Speaking to TechCrunch, founder Markus Witte said he hoped to break into the French, British, Italian, Spanish and Brazilian markets. “The money will go into building the team and ramping up marketing. We’re in the consumer market, so getting channels like TV right is a challenge,” he said.
“It’s well-positioned for explosive growth in the rapidly growing category of mobile and online language learning”
The service, which is used in 190 countries, offers over 6,500 learning hours for thirteen languages across web, iPad, iPhone, Android and Windows 8. Investors in the company now include Reed Elsevier Ventures and Nokia Growth Partners among others.
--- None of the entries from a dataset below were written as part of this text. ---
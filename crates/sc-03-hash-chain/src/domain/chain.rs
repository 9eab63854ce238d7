//! # Hash Chain
//!
//! State machine for one chain: `AwaitingBlock(n)` moves to
//! `AwaitingBlock(n + 1)` on a valid block. No rollback, no forks.

use super::hashing::{link, replay, sha256};
use sc_02_node_registry::NodeRegistry;
use shared_types::{
    short_hex, Address, BlockId, BlockRecord, ChainError, ChainState, Hash, PayloadFault,
};
use tracing::debug;

/// Payload bound used when none is configured.
pub const DEFAULT_MAX_PAYLOAD_BYTES: usize = 65_536;

/// Running hash, block counter and history of one chain.
#[derive(Debug, Clone)]
pub struct HashChain {
    state: ChainState,
    max_payload_bytes: usize,
    history: Vec<BlockRecord>,
}

impl HashChain {
    /// Genesis chain accepting payloads up to `max_payload_bytes`.
    #[must_use]
    pub fn new(max_payload_bytes: usize) -> Self {
        Self {
            state: ChainState::genesis(),
            max_payload_bytes,
            history: Vec::new(),
        }
    }

    /// Hash after the latest accepted block.
    #[must_use]
    pub fn current_hash(&self) -> Hash {
        self.state.current_hash
    }

    /// Id of the latest accepted block, 0 at genesis.
    #[must_use]
    pub fn current_block_id(&self) -> BlockId {
        self.state.block_id
    }

    /// Copy of the running state.
    #[must_use]
    pub fn state(&self) -> ChainState {
        self.state
    }

    /// Configured payload bound.
    #[must_use]
    pub fn max_payload_bytes(&self) -> usize {
        self.max_payload_bytes
    }

    /// Append a block signed by `signer`.
    ///
    /// Preconditions, first failure wins:
    /// 1. `signer` is a member of `registry` (`Unauthorized`)
    /// 2. `claimed == current_block_id() + 1` (`StaleOrFutureBlock`)
    /// 3. payload non-empty and within bounds (`InvalidPayload`)
    ///
    /// On failure the chain is unchanged.
    pub fn extend(
        &mut self,
        registry: &NodeRegistry,
        signer: Address,
        payload: &[u8],
        claimed: BlockId,
    ) -> Result<ChainState, ChainError> {
        if !registry.is_member(&signer) {
            debug!("[sc-03] Signer {} is not a member", short_hex(&signer));
            return Err(ChainError::Unauthorized(signer));
        }

        let expected = self.state.next_block_id();
        if claimed != expected {
            debug!(
                "[sc-03] Block id {} rejected, expecting {}",
                claimed, expected
            );
            return Err(ChainError::StaleOrFutureBlock { expected, claimed });
        }

        self.check_payload(payload)?;

        let payload_hash = sha256(payload);
        let chain_hash = link(&self.state.current_hash, &payload_hash);

        self.state = ChainState {
            current_hash: chain_hash,
            block_id: claimed,
        };
        self.history.push(BlockRecord {
            block_id: claimed,
            payload_hash,
            chain_hash,
            signer,
        });

        Ok(self.state)
    }

    fn check_payload(&self, payload: &[u8]) -> Result<(), ChainError> {
        if payload.is_empty() {
            return Err(ChainError::InvalidPayload(PayloadFault::Empty));
        }
        if payload.len() > self.max_payload_bytes {
            return Err(ChainError::InvalidPayload(PayloadFault::TooLarge {
                size: payload.len(),
                max: self.max_payload_bytes,
            }));
        }
        Ok(())
    }

    /// Records with `start <= block_id < end`, clamped to the history.
    #[must_use]
    pub fn blocks(&self, start: BlockId, end: BlockId) -> &[BlockRecord] {
        // Record for block n sits at index n - 1.
        let len = self.history.len() as u64;
        let from = start.saturating_sub(1).min(len);
        let to = end.saturating_sub(1).min(len);
        if from >= to {
            return &[];
        }
        &self.history[from as usize..to as usize]
    }

    /// Record of block `block_id`, if accepted.
    #[must_use]
    pub fn block(&self, block_id: BlockId) -> Option<&BlockRecord> {
        block_id
            .checked_sub(1)
            .and_then(|index| self.history.get(index as usize))
    }

    /// Check that `payloads` reproduce the recorded history from genesis.
    ///
    /// Returns the first block id whose payload diverges, or whose record
    /// is missing on either side. `None` means the sequence matches.
    pub fn audit<P: AsRef<[u8]>>(&self, payloads: &[P]) -> Option<BlockId> {
        let mut hash = shared_types::GENESIS_HASH;
        for (position, payload) in payloads.iter().enumerate() {
            let block_id = position as BlockId + 1;
            let Some(record) = self.history.get(position) else {
                return Some(block_id);
            };
            let payload_hash = sha256(payload.as_ref());
            hash = link(&hash, &payload_hash);
            if record.payload_hash != payload_hash || record.chain_hash != hash {
                return Some(block_id);
            }
        }

        if payloads.len() < self.history.len() {
            return Some(payloads.len() as BlockId + 1);
        }
        None
    }

    /// Recompute the current hash from genesis over `payloads`.
    #[must_use]
    pub fn matches_replay<P: AsRef<[u8]>>(&self, payloads: &[P]) -> bool {
        replay(shared_types::GENESIS_HASH, payloads) == self.state.current_hash
    }
}

impl Default for HashChain {
    fn default() -> Self {
        Self::new(DEFAULT_MAX_PAYLOAD_BYTES)
    }
}
//! # Ports Layer

pub mod inbound;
Tony Askew, general partner at Reed, which owns the largest share, said: “[Babbel] has built a large subscriber base which generates positive cash flow. It’s…well-positioned for explosive growth in the rapidly growing category of mobile and online language learning.”
Babbel’s major competitors include US-based Livemocha and Spanish firm busuu, as well as more established players such as Rosetta Stone, which is increasingly embracing digital channels.
According to the ed-tech blog Edukwest, all will be competing for a share of the US$30 billion Brazilian distance learning market in the run up to the 2014 World Cup and 2016 Olympic Games. In 2011, Livemocha announced a partnership with one of the most powerful education publishers in Brazil, Abril Educação in 2011, while busuu says Brazil is now its “most important market”.